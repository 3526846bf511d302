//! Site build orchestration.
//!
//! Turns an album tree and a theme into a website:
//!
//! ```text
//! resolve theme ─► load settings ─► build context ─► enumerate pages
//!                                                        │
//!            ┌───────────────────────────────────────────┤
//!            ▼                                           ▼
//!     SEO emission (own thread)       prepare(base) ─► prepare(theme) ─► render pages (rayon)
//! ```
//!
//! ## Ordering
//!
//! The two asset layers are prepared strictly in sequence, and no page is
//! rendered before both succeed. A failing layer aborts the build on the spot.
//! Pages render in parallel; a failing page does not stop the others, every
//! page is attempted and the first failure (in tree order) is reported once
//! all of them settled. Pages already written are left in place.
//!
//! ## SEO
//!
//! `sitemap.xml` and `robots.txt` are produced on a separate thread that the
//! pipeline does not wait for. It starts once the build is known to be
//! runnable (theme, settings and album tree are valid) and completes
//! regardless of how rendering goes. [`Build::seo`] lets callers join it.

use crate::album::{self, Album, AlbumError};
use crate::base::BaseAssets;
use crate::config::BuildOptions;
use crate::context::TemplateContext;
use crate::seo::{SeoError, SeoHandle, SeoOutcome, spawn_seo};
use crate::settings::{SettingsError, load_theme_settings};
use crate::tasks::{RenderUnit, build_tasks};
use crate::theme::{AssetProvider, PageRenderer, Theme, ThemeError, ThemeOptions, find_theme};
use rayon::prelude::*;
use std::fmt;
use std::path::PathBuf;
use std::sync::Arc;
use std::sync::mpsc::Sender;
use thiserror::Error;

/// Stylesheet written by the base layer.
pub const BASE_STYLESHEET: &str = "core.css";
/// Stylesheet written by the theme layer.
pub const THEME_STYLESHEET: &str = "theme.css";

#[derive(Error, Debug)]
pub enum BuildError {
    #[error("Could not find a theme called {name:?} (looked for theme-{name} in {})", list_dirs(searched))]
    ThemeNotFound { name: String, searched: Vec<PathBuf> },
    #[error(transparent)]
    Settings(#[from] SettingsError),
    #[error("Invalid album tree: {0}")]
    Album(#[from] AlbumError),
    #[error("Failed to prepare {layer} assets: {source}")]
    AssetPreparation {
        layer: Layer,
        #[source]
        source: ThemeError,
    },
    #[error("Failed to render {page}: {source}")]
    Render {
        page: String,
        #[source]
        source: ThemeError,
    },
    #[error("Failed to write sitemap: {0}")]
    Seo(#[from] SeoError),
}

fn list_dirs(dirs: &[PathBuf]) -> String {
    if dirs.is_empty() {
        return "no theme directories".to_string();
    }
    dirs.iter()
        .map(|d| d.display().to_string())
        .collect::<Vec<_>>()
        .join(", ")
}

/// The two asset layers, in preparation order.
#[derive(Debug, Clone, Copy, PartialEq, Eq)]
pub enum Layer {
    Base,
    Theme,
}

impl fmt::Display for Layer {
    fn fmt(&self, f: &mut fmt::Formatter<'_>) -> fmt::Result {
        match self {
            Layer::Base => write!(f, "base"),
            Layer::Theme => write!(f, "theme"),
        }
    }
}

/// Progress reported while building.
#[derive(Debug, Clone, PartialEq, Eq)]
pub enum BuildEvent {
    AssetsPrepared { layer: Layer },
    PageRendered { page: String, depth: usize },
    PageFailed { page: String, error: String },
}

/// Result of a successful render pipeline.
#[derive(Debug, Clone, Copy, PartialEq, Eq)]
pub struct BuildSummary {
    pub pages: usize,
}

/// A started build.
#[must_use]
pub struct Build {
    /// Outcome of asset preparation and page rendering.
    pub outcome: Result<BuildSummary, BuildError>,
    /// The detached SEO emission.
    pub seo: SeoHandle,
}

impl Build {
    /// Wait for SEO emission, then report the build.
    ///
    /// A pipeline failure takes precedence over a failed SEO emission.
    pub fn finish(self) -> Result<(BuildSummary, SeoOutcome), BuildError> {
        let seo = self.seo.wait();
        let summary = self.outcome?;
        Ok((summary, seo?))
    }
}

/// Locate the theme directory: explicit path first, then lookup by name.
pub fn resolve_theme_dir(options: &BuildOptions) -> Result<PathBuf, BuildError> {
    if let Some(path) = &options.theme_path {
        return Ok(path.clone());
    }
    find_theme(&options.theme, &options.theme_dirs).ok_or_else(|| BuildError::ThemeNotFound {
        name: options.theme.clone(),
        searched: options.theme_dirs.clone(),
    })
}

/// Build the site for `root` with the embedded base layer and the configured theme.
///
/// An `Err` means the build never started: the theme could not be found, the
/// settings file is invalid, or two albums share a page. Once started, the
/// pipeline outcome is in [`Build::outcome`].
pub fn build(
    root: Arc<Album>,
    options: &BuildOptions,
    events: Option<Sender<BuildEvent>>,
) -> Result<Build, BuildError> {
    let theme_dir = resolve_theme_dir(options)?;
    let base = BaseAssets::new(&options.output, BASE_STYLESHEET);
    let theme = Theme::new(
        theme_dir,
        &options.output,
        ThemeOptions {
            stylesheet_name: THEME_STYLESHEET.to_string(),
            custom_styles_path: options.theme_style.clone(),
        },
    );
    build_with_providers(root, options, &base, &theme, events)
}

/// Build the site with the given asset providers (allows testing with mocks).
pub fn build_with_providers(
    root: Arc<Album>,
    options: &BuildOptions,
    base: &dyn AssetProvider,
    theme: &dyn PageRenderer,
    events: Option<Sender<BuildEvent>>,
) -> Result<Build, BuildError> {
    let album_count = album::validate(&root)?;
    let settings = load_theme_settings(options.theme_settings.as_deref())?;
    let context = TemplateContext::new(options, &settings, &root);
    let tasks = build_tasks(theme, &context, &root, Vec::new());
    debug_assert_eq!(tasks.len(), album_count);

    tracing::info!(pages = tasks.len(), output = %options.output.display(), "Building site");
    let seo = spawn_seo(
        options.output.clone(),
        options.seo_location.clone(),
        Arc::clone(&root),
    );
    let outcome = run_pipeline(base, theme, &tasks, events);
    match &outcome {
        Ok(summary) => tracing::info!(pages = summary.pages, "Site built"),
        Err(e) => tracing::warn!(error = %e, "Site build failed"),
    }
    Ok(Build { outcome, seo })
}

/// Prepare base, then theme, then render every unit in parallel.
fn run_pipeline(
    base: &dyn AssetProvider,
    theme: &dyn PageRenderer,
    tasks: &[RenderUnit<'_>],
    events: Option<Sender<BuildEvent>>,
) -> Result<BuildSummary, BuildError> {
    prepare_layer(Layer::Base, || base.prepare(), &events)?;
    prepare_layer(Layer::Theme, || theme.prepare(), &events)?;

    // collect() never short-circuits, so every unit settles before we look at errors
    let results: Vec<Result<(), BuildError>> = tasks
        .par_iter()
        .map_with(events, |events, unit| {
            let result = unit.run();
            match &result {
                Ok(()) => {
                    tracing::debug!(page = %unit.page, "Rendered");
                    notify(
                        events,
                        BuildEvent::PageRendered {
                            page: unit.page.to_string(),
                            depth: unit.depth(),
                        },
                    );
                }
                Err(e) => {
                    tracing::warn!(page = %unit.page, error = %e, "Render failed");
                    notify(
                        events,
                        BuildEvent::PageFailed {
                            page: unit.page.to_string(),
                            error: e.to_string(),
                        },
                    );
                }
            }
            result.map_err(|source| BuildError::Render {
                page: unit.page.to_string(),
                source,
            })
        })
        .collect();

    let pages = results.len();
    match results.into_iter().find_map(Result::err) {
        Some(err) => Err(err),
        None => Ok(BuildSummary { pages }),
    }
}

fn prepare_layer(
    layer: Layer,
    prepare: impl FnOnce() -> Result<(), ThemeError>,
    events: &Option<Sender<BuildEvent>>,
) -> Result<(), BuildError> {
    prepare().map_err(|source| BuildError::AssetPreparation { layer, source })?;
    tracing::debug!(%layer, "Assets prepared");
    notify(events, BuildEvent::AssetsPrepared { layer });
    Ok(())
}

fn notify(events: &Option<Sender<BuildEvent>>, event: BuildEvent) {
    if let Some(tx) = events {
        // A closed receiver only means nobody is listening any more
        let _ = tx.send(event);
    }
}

▬▬▬

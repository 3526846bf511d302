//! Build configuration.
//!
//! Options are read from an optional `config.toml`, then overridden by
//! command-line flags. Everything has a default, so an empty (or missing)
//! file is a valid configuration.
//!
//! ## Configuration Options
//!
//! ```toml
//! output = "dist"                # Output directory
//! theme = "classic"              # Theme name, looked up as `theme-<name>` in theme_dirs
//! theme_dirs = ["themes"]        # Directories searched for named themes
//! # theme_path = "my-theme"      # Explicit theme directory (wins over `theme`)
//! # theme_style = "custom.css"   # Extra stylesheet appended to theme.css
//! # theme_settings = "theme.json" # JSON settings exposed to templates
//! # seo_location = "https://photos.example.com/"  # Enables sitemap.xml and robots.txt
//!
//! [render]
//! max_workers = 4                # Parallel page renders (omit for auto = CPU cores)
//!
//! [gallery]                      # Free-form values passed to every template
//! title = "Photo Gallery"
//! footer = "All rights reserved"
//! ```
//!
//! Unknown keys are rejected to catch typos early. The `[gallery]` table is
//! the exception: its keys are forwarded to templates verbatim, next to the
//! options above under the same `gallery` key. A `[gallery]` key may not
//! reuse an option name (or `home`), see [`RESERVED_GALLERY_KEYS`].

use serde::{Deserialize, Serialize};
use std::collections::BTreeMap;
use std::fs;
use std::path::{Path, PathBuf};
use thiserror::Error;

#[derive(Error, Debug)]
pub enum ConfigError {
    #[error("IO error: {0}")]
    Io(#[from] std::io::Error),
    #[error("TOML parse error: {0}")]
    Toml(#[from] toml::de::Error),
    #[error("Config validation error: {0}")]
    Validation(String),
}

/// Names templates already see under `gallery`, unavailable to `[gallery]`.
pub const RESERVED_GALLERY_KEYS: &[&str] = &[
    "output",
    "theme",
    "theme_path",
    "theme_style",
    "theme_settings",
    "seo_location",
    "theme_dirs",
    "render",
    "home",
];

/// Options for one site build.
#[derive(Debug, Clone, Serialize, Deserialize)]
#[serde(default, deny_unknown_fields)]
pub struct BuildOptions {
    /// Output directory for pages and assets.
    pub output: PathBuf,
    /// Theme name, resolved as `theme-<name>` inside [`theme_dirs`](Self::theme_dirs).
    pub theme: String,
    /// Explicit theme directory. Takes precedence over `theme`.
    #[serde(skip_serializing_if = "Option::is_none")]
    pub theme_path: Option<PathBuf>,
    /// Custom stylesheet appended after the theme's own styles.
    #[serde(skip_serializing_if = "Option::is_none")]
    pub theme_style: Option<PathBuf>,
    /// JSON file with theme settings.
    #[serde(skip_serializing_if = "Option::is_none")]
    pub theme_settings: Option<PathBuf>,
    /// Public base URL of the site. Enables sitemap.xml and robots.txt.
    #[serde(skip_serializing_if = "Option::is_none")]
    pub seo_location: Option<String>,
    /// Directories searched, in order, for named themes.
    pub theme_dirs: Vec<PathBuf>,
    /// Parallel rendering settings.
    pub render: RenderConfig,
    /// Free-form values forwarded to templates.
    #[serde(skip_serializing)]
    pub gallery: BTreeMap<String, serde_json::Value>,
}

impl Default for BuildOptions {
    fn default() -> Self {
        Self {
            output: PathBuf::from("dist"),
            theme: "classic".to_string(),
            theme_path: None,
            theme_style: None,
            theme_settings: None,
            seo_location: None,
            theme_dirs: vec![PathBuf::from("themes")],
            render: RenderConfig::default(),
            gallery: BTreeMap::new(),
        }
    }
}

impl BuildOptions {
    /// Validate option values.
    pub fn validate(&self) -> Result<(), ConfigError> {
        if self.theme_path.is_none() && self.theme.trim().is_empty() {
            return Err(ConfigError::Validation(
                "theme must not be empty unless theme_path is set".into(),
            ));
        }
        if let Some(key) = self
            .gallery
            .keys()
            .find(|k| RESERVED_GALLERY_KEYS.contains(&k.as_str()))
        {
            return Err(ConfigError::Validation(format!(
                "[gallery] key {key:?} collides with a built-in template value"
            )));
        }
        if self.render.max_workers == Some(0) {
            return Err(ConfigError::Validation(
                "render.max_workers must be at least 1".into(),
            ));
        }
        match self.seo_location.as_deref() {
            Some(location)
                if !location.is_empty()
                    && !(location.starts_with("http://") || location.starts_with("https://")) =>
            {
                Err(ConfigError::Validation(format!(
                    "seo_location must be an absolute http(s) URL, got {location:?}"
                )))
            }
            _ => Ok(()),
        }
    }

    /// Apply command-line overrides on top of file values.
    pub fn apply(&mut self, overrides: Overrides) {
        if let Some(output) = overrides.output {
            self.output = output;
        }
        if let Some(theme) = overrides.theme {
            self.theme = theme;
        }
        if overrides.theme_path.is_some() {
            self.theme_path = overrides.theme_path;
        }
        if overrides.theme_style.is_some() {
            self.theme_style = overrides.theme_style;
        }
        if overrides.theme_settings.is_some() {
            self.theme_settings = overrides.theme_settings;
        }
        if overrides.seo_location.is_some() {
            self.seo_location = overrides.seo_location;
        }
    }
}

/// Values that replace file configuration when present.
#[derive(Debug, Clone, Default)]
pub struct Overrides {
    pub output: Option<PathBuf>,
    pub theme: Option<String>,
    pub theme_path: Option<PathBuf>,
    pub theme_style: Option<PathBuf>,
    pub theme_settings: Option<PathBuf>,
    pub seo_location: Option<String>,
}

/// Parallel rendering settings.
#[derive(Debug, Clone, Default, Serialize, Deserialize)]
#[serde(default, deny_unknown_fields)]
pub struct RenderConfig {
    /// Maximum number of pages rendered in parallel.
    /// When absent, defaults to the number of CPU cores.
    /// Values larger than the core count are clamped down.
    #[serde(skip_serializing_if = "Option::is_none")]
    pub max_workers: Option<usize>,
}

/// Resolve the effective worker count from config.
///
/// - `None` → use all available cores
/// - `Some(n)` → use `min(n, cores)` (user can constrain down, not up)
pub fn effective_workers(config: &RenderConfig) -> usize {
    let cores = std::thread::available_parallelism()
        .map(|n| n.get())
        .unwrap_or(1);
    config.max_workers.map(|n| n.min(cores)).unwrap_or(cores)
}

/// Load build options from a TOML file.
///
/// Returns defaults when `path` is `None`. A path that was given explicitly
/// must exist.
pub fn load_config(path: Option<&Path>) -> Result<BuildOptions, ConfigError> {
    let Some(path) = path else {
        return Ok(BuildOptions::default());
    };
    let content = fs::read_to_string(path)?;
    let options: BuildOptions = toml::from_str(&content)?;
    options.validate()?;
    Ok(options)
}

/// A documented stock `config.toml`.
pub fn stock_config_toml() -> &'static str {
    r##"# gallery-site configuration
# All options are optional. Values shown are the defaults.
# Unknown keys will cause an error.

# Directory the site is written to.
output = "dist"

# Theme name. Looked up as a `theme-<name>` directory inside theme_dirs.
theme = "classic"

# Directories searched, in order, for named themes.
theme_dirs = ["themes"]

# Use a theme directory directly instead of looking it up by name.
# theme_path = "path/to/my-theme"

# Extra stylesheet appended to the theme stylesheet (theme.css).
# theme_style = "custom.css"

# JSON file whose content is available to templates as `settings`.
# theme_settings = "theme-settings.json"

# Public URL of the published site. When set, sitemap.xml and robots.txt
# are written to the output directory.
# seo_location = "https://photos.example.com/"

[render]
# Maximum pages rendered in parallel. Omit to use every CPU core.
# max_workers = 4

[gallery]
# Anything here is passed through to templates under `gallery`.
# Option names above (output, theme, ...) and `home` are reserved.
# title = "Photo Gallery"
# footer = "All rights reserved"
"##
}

▬▬▬

What this task involves => Work out how many lines of the material contain the string "tasks"; nothing except that figure should be given.

Result for this exercise => 7